Although the two excerpts of discussions between Deleuze, Guattari, Foucault, and Fourquet on “Equipments of Power” and the city have been translated in Foucault Live (Semiotext(e) 1996) there still seems to be some misunderstanding. First, as Stuart Elden has noted, they are published in reverse order from how they appear in the second volume of Dits et écrits.
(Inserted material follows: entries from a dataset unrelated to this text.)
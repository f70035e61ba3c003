//! Cooldown and single-flight discipline around the [`Actuator`].
//!
//! The gate decides synchronously whether an action may fire. Firing hands
//! the work to a background task: optional notification, a short notice
//! delay, then the actuator, both on blocking workers. The task always reports
//! back through an [`ActionReport`], which the owner feeds to
//! [`ActionGate::complete`].

use std::sync::Arc;
use std::time::Duration as StdDuration;

use chrono::Duration;
use serde::{Deserialize, Serialize};
use tokio::sync::mpsc;
use tokio_util::sync::CancellationToken;
use tracing::{debug, error, info};
use utoipa::ToSchema;
use uuid::Uuid;

use crate::actuator::{Actuator, Notifier};
use crate::config::NotificationsConfig;
use crate::debounce::Decision;
use crate::types::Timestamp;

/// Non-forced actions never fire more often than this.
pub const MINIMUM_INTERVAL_SECS: i64 = 60;

/// Why a trigger did not fire.
#[derive(Debug, Clone, Copy, PartialEq, Eq)]
pub enum SuppressReason {
    /// The engine did not ask for an action.
    NoDecision,
    /// Auto-lock is switched off.
    AutoLockDisabled,
    /// The previous action was too recent.
    CoolingDown {
        /// Time left until a non-forced action may fire.
        remaining: Duration,
    },
    /// An earlier dispatch has not reported back yet.
    ActionInFlight,
}

impl std::fmt::Display for SuppressReason {
    fn fmt(&self, f: &mut std::fmt::Formatter<'_>) -> std::fmt::Result {
        match self {
            Self::NoDecision => f.write_str("no action requested"),
            Self::AutoLockDisabled => f.write_str("auto-lock is disabled"),
            Self::CoolingDown { remaining } => {
                write!(f, "cooling down, {}s remaining", remaining.num_seconds())
            }
            Self::ActionInFlight => f.write_str("previous action still in progress"),
        }
    }
}

/// Result of [`ActionGate::trigger`].
#[derive(Debug, Clone, Copy, PartialEq, Eq)]
pub enum GateOutcome {
    /// The action was dispatched.
    Fired {
        /// Correlates the eventual [`ActionReport`].
        action_id: Uuid,
    },
    /// Nothing was dispatched.
    Suppressed(SuppressReason),
}

impl GateOutcome {
    /// Whether the action was dispatched.
    #[must_use]
    pub const fn fired(&self) -> bool {
        matches!(self, Self::Fired { .. })
    }
}

/// How a dispatched action ended.
#[derive(Debug, Clone, PartialEq, Eq, Serialize, Deserialize, ToSchema)]
#[serde(tag = "status", content = "message", rename_all = "snake_case")]
pub enum ActionOutcome {
    /// The actuator succeeded.
    Completed,
    /// The actuator failed.
    Failed(String),
    /// Cancelled before the actuator was called.
    Cancelled,
}

/// Completion notice for one dispatched action.
#[derive(Debug, Clone, PartialEq, Eq, Serialize, Deserialize, ToSchema)]
pub struct ActionReport {
    /// Id returned by [`GateOutcome::Fired`].
    pub action_id: Uuid,
    /// Whether the trigger bypassed the cooldown.
    pub forced: bool,
    /// How it ended.
    pub outcome: ActionOutcome,
    /// When the task finished.
    #[schema(value_type = String, format = DateTime)]
    pub finished_at: Timestamp,
}

/// Wraps the actuator with a cooldown and at most one dispatch in flight.
pub struct ActionGate {
    actuator: Arc<dyn Actuator>,
    notifier: Option<Arc<dyn Notifier>>,
    notify: bool,
    notice_delay: StdDuration,
    minimum_interval: Duration,
    last_triggered_at: Option<Timestamp>,
    in_flight: Option<Uuid>,
    reports: mpsc::UnboundedSender<ActionReport>,
    cancel: CancellationToken,
}

impl std::fmt::Debug for ActionGate {
    fn fmt(&self, f: &mut std::fmt::Formatter<'_>) -> std::fmt::Result {
        f.debug_struct("ActionGate")
            .field("notice_delay", &self.notice_delay)
            .field("last_triggered_at", &self.last_triggered_at)
            .field("in_flight", &self.in_flight)
            .finish_non_exhaustive()
    }
}

impl ActionGate {
    /// Creates a gate. Completion reports are sent to `reports`.
    #[must_use]
    pub fn new(actuator: Arc<dyn Actuator>, reports: mpsc::UnboundedSender<ActionReport>) -> Self {
        Self {
            actuator,
            notifier: None,
            notify: true,
            notice_delay: StdDuration::ZERO,
            minimum_interval: Duration::seconds(MINIMUM_INTERVAL_SECS),
            last_triggered_at: None,
            in_flight: None,
            reports,
            cancel: CancellationToken::new(),
        }
    }

    /// Announces each action through `notifier` before performing it.
    #[must_use]
    pub fn with_notifier(mut self, notifier: Arc<dyn Notifier>) -> Self {
        self.notifier = Some(notifier);
        self
    }

    /// Sets the pause between the notification and the action.
    pub fn set_notice_delay(&mut self, delay: StdDuration) {
        self.notice_delay = delay;
    }

    /// Applies the notification settings to later dispatches.
    pub fn configure_notice(&mut self, notifications: &NotificationsConfig) {
        self.notify = notifications.enabled;
        self.notice_delay = notifications.notice_delay();
    }

    /// When the last action fired.
    #[must_use]
    pub const fn last_triggered_at(&self) -> Option<Timestamp> {
        self.last_triggered_at
    }

    /// Whether a dispatch has not reported back yet.
    #[must_use]
    pub const fn is_in_flight(&self) -> bool {
        self.in_flight.is_some()
    }

    /// Fires the action if the decision, the switch and the cooldown allow it.
    ///
    /// `force` bypasses only the cooldown. On fire `last_triggered_at` is
    /// set to `now`, forced or not; the caller is expected to clear the
    /// debounce timers.
    pub fn trigger(
        &mut self,
        now: Timestamp,
        decision: Decision,
        auto_lock_enabled: bool,
        force: bool,
    ) -> GateOutcome {
        if decision != Decision::AllOutOfRange {
            return GateOutcome::Suppressed(SuppressReason::NoDecision);
        }
        if !auto_lock_enabled {
            return GateOutcome::Suppressed(SuppressReason::AutoLockDisabled);
        }
        if self.in_flight.is_some() {
            return GateOutcome::Suppressed(SuppressReason::ActionInFlight);
        }
        if !force {
            if let Some(last) = self.last_triggered_at {
                let elapsed = now - last;
                if elapsed < self.minimum_interval {
                    return GateOutcome::Suppressed(SuppressReason::CoolingDown {
                        remaining: self.minimum_interval - elapsed,
                    });
                }
            }
        }

        let action_id = Uuid::now_v7();
        self.last_triggered_at = Some(now);
        self.in_flight = Some(action_id);
        info!(%action_id, forced = force, "dispatching lock action");
        self.dispatch(action_id, force);
        GateOutcome::Fired { action_id }
    }

    /// Marks the dispatch behind `report` as finished.
    pub fn complete(&mut self, report: &ActionReport) {
        if self.in_flight == Some(report.action_id) {
            self.in_flight = None;
        }
        match &report.outcome {
            ActionOutcome::Completed => info!(action_id = %report.action_id, "lock action completed"),
            ActionOutcome::Failed(message) => {
                error!(action_id = %report.action_id, error = %message, "lock action failed");
            }
            ActionOutcome::Cancelled => {
                debug!(action_id = %report.action_id, "lock action cancelled");
            }
        }
    }

    /// Cancels a dispatch that is still waiting out its notice delay.
    ///
    /// An actuator call that already started runs to completion.
    pub fn cancel_pending(&mut self) {
        self.cancel.cancel();
        self.cancel = CancellationToken::new();
    }

    fn dispatch(&self, action_id: Uuid, forced: bool) {
        let actuator = Arc::clone(&self.actuator);
        let notifier = self.notifier.clone().filter(|_| self.notify);
        let delay = self.notice_delay;
        let cancel = self.cancel.clone();
        let reports = self.reports.clone();

        tokio::spawn(async move {
            if let Some(notifier) = notifier {
                if let Err(e) =
                    tokio::task::spawn_blocking(move || notifier.notify_before_action()).await
                {
                    debug!(error = %e, "notifier task failed");
                }
            }

            let outcome = tokio::select! {
                biased;
                () = cancel.cancelled() => ActionOutcome::Cancelled,
                () = tokio::time::sleep(delay) => {
                    match tokio::task::spawn_blocking(move || actuator.perform_action()).await {
                        Ok(Ok(())) => ActionOutcome::Completed,
                        Ok(Err(e)) => ActionOutcome::Failed(e.to_string()),
                        Err(e) => ActionOutcome::Failed(format!("actuator task panicked: {e}")),
                    }
                }
            };

            let _ = reports.send(ActionReport {
                action_id,
                forced,
                outcome,
                finished_at: chrono::Utc::now(),
            });
        });
    }
}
In the Semiotext(e) volume, they appear thus, without any context — context which I am adding in brackets:
1.Establishing “Logical Categories” (105-108). [Text 130 in Dits et écrits, pages 183-6 in Recherches 13, from a discussion in September 1972]
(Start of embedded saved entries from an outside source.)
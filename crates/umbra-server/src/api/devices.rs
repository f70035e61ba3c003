//! Monitored device endpoints.

use axum::extract::{Path, State};
use axum::routing::{get, post};
use axum::{Json, Router};
use umbra_core::{DeviceId, DeviceStatus, ToggleOutcome};

use crate::api::error::{ApiError, ApiResult};
use crate::state::SharedState;

/// Creates the devices router.
pub fn router() -> Router<SharedState> {
    Router::new()
        .route("/", get(list_devices))
        .route("/{id}/toggle", post(toggle_device))
}

/// List monitored devices.
#[utoipa::path(
    get,
    path = "/api/devices",
    tag = "devices",
    operation_id = "listDevices",
    summary = "List monitored devices",
    description = "Returns every monitored device with its last reading and \
        whether it currently counts as in range.",
    responses(
        (status = 200, description = "Monitored devices", body = Vec<DeviceStatus>),
        (status = 503, description = "Monitor task is not running", body = crate::api::error::ErrorResponse)
    )
)]
pub async fn list_devices(State(state): State<SharedState>) -> ApiResult<Json<Vec<DeviceStatus>>> {
    Ok(Json(state.monitor.monitored_devices().await?))
}

/// Toggle monitoring of a device.
#[utoipa::path(
    post,
    path = "/api/devices/{id}/toggle",
    tag = "devices",
    operation_id = "toggleDevice",
    summary = "Toggle monitoring of a device",
    description = "Removes a monitored device, or adds a device heard in the \
        current discovery window. The device list is saved before the change \
        takes effect. Adding the first device starts monitoring; removing the \
        last one stops it.",
    params(
        ("id" = String, Path, description = "Bluetooth address", example = "AA:BB:CC:DD:EE:FF")
    ),
    responses(
        (status = 200, description = "Device toggled", body = ToggleOutcome),
        (status = 400, description = "Malformed address", body = crate::api::error::ErrorResponse),
        (status = 404, description = "Device neither monitored nor discovered", body = crate::api::error::ErrorResponse),
        (status = 500, description = "Device list could not be saved", body = crate::api::error::ErrorResponse)
    )
)]
pub async fn toggle_device(
    State(state): State<SharedState>,
    Path(id): Path<String>,
) -> ApiResult<Json<ToggleOutcome>> {
    let id = DeviceId::parse(&id).map_err(ApiError::from)?;
    Ok(Json(state.monitor.toggle_monitoring(id).await?))
}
2. Is the City a Productive or Anti-productive Force? (108-112). [Text 129 in Dits et écrits, page 27-31 in Recherches 13, from a discussion in May 1972]
But perhaps even more interesting, these discussions are both responses to an essay by Fourquet and Lion Murard entitled “La Ville-Ordinateur” (The Computer-City) that opens the issue and which can be found here in French (perhaps in a somewhat revised form? I’m not sure yet). If this has been translated into English, I have not been able to find it. If this is the case, then I think I will do one (NB: I have completed a rough draft of the translation of Macherey’s “Foucault avec Deleuze” that I mentioned months ago, but still need to proofread and clean it up).
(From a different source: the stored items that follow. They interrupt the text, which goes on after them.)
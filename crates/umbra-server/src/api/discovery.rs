//! Discovery window endpoints.
//!
//! A discovery window scans for every nearby device for a fixed time so the
//! user can pick which ones to monitor.

use axum::extract::State;
use axum::routing::{get, post};
use axum::{Json, Router};
use umbra_core::{DiscoveredDevice, MonitorStatus};

use crate::api::error::ApiResult;
use crate::state::SharedState;

/// Creates the discovery router.
pub fn router() -> Router<SharedState> {
    Router::new()
        .route("/", get(list_discovered))
        .route("/start", post(start_discovery))
        .route("/stop", post(stop_discovery))
}

/// List discovered devices.
#[utoipa::path(
    get,
    path = "/api/discovery",
    tag = "discovery",
    operation_id = "listDiscovered",
    summary = "List discovered devices",
    description = "Returns the devices heard in the current or last discovery \
        window, strongest signal first.",
    responses(
        (status = 200, description = "Discovered devices", body = Vec<DiscoveredDevice>),
        (status = 503, description = "Monitor task is not running", body = crate::api::error::ErrorResponse)
    )
)]
pub async fn list_discovered(
    State(state): State<SharedState>,
) -> ApiResult<Json<Vec<DiscoveredDevice>>> {
    Ok(Json(state.monitor.discovered_devices().await?))
}

/// Open a discovery window.
#[utoipa::path(
    post,
    path = "/api/discovery/start",
    tag = "discovery",
    operation_id = "startDiscovery",
    summary = "Start discovery",
    description = "Clears earlier results and scans for all nearby devices for \
        30 seconds. Monitoring resumes when the window closes.",
    responses(
        (status = 200, description = "Discovery started", body = MonitorStatus),
        (status = 503, description = "Bluetooth radio is not ready", body = crate::api::error::ErrorResponse)
    )
)]
pub async fn start_discovery(State(state): State<SharedState>) -> ApiResult<Json<MonitorStatus>> {
    let status = state.monitor.start_discovery().await?;
    tracing::info!(ends_at = ?status.discovery_ends_at, "discovery started via API");
    Ok(Json(status))
}

/// Close the discovery window early.
#[utoipa::path(
    post,
    path = "/api/discovery/stop",
    tag = "discovery",
    operation_id = "stopDiscovery",
    summary = "Stop discovery",
    description = "Ends the discovery window. Results stay available until the \
        next window starts.",
    responses(
        (status = 200, description = "Discovery stopped", body = MonitorStatus),
        (status = 503, description = "Monitor task is not running", body = crate::api::error::ErrorResponse)
    )
)]
pub async fn stop_discovery(State(state): State<SharedState>) -> ApiResult<Json<MonitorStatus>> {
    Ok(Json(state.monitor.stop_discovery().await?))
}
In his biography of Deleuze and Guattari, François Dosse (2010, 271) also weighs in on the importance of this issue of Recherches:
“The most important issue of the CERFI magazine, Recherches (Research), was the issue introducing a series on public works. It exemplified the claim the group was making for the social sciences.”
Finally, I wanted to share Fourquet’s publication list, because there seems to be a lot there for anyone interested in Deleuze and (to a greater degree) Guattari and the urban. I am obviously becoming very interested in translating, so if anyone out there would like to work together on some of this, please let me know.
 Primarily for me, but it seems like Simone Brott reads the English translation without grasping the order of events or the initial essay by Fourquet and Murard).